To invoke Fermat's principle, we want to minimize this function (we find a critical point which may or may not be a minimum) and we need to make a small substituion so that we can take a whole derivative with respect to the distance

\[T_{total} = \frac{\eta_1}{c} \sqrt{a^2 + {x_1}^2} + \frac{\eta_2}{c} \sqrt{b^2 + {\left(l - x_1 \right)}^2}\]

Taking a derivative with respect to distance and setting it to zero to find its critical points: \[ 0 = \frac{1}{2} {\left( a^2 + {x_1}^2 \right)}^{-\frac{1}{2}} 2x_1 \frac{\eta_1}{c} + \frac{1}{2} {\left( b^2 + {\left(l - x_1 \right)}^2 \right)}^{-\frac{1}{2}} \left( {2x_1 - 2l} \right) \frac{\eta_1}{c} \] \(\implies\) \[ 0 = \cancel{\frac{1}{2}} {\left( a^2 + {x_1}^2 \right)}^{-\frac{1}{2}} \cancel{2}x_1 \frac{\eta_1}{c} + \cancel{\frac{1}{2}} {\left( b^2 + {\left(l - x_1 \right)}^2 \right)}^{-\frac{1}{2}} \cancel{2}\left( {x_1 - l} \right) \frac{\eta_1}{c} \]

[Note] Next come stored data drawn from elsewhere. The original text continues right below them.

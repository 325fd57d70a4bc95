//! CLI administration tool for alias-shortener.
//!
//! Manages alias mappings and checks the database without going through the
//! HTTP API. Every link command runs through the same services as the server,
//! so validation and error messages match the API.
//!
//! # Usage
//!
//! ```bash
//! # Map a URL to an alias (generated if --alias is omitted)
//! cargo run --bin admin -- link create https://openai.com --alias oai
//!
//! # Show the record behind an alias
//! cargo run --bin admin -- link show oai
//!
//! # Delete an alias
//! cargo run --bin admin -- link delete oai
//!
//! # Check database connection
//! cargo run --bin admin -- db check
//! ```
//!
//! # Environment Variables
//!
//! - `DATABASE_URL` (or `DB_*` components): PostgreSQL connection string
//! - `REDIS_URL` (or `REDIS_*` components): cache invalidated by `link delete`
//! - `ALIAS_LENGTH`: generated alias length

use alias_shortener::application::services::{
    DeletionService, ResolutionService, ShorteningService,
};
use alias_shortener::config::{self, Config, mask_connection_string};
use alias_shortener::infrastructure::persistence::PgUrlStore;
use alias_shortener::server::{connect_cache, connect_pool};
use alias_shortener::utils::alias_generator::AliasGenerator;

use anyhow::{Context, Result};
use clap::{Parser, Subcommand};
use colored::*;
use dialoguer::Confirm;
use sqlx::PgPool;
use std::sync::Arc;

/// CLI tool for managing alias-shortener.
#[derive(Parser)]
#[command(name = "admin")]
#[command(author, version, about, long_about = None)]
struct Cli {
    #[command(subcommand)]
    command: Commands,
}

/// Top-level command groups.
#[derive(Subcommand)]
enum Commands {
    /// Manage alias mappings
    Link {
        #[command(subcommand)]
        action: LinkAction,
    },

    /// Database operations
    Db {
        #[command(subcommand)]
        action: DbAction,
    },
}

/// Link management subcommands.
#[derive(Subcommand)]
enum LinkAction {
    /// Map a URL to an alias
    Create {
        /// Target URL
        url: String,

        /// Alias to claim (generated if omitted)
        #[arg(short, long)]
        alias: Option<String>,
    },

    /// Show the record behind an alias
    Show { alias: String },

    /// Delete an alias
    Delete {
        alias: String,

        /// Skip confirmation prompt
        #[arg(short = 'y', long)]
        yes: bool,
    },
}

/// Database operation subcommands.
#[derive(Subcommand)]
enum DbAction {
    /// Check database connection
    Check,
}

#[tokio::main]
async fn main() -> Result<()> {
    dotenvy::dotenv().ok();

    let cli = Cli::parse();

    let config = config::load_from_env()?;
    let database_url = config
        .database_url
        .clone()
        .context("DATABASE_URL (or DB_* components) must be set")?;

    let pool = connect_pool(&config, &database_url).await?;

    match cli.command {
        Commands::Link { action } => handle_link_action(action, &config, pool).await?,
        Commands::Db { action } => handle_db_action(action, &pool, &database_url).await?,
    }

    Ok(())
}

/// Dispatches link management commands.
async fn handle_link_action(action: LinkAction, config: &Config, pool: PgPool) -> Result<()> {
    let store = Arc::new(PgUrlStore::new(Arc::new(pool)));

    match action {
        LinkAction::Create { url, alias } => {
            let service = ShorteningService::new(
                store,
                Arc::new(AliasGenerator::from_os_rng()),
                config.alias_length,
            );
            create_link(&service, &url, alias.as_deref()).await?;
        }
        LinkAction::Show { alias } => {
            show_link(&store, &alias).await?;
        }
        LinkAction::Delete { alias, yes } => {
            let resolver = ResolutionService::new(store.clone());
            let deleter = DeletionService::new(store, connect_cache(config).await);
            delete_link(&resolver, &deleter, &alias, yes).await?;
        }
    }

    Ok(())
}

async fn create_link(service: &ShorteningService, url: &str, alias: Option<&str>) -> Result<()> {
    println!("{}", "🔗 Create Link".bright_blue().bold());
    println!();

    let shortened = service
        .shorten(url, alias)
        .await
        .map_err(|e| anyhow::anyhow!("Failed to create link: {}", e))?;

    println!("{}", "✅ Link created successfully!".green().bold());
    println!();
    println!("  ID:    {}", shortened.id.to_string().bright_black());
    println!("  Alias: {}", shortened.alias.bright_yellow().bold());
    println!("  URL:   {}", url.cyan());
    println!();

    Ok(())
}

async fn show_link(store: &PgUrlStore, alias: &str) -> Result<()> {
    let link = store
        .find(alias)
        .await
        .map_err(|e| anyhow::anyhow!("Failed to get link: {}", e))?
        .ok_or_else(|| anyhow::anyhow!("Failed to get link: url not found"))?;

    println!("  ID:      {}", link.id.to_string().bright_black());
    println!("  Alias:   {}", link.alias.bright_yellow().bold());
    println!("  URL:     {}", link.target_url.cyan());
    println!(
        "  Created: {}",
        link.created_at.format("%Y-%m-%d %H:%M").to_string().bright_black()
    );

    Ok(())
}

/// Deletes an alias after showing its target and asking for confirmation
/// (default: No).
async fn delete_link(
    resolver: &ResolutionService,
    deleter: &DeletionService,
    alias: &str,
    skip_confirm: bool,
) -> Result<()> {
    println!("{}", "🗑️  Delete Link".bright_blue().bold());
    println!();

    let url = resolver
        .resolve(alias)
        .await
        .map_err(|e| anyhow::anyhow!("Failed to get link: {}", e))?;

    println!("  Alias: {}", alias.bright_yellow());
    println!("  URL:   {}", url.cyan());
    println!();

    if !skip_confirm {
        let confirmed = Confirm::new()
            .with_prompt("Delete this link?")
            .default(false)
            .interact()?;

        if !confirmed {
            println!("{}", "❌ Cancelled".red());
            return Ok(());
        }
    }

    deleter
        .delete(alias)
        .await
        .map_err(|e| anyhow::anyhow!("Failed to delete link: {}", e))?;

    println!("{}", "✅ Link deleted".green().bold());
    println!();

    Ok(())
}

/// Handles database diagnostic commands.
async fn handle_db_action(action: DbAction, pool: &PgPool, database_url: &str) -> Result<()> {
    match action {
        DbAction::Check => {
            println!("{}", "🔍 Checking database connection...".bright_blue());
            println!("  {}", mask_connection_string(database_url).bright_black());

            sqlx::query("SELECT 1").fetch_one(pool).await?;

            let links: i64 = sqlx::query_scalar("SELECT COUNT(*) FROM url")
                .fetch_one(pool)
                .await?;

            println!("{}", "✅ Database connection OK".green().bold());
            println!("  Links: {}", links.to_string().bright_green().bold());
        }
    }

    Ok(())
}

\[ 0 = \frac{x_1}{\sqrt{a^2 + {x_1}^2}} \frac{\eta_1}{\cancel{c}} - \frac{ \left( l - x_1 \right) }{\sqrt{b^2 + {\left(l - x_1 \right)}^2}} \frac{\eta_2}{\cancel{c}} \] Referencing our preliminary trig expressions, substitute with \(\sin{\alpha}\) and \(\sin{\beta}\)

\[ 0 = \sin{\alpha} \eta_1 - \sin{\beta} \eta_2 \] \(\implies\) \[ \eta_1 \sin{\alpha} = \eta_2 \sin{\beta} \]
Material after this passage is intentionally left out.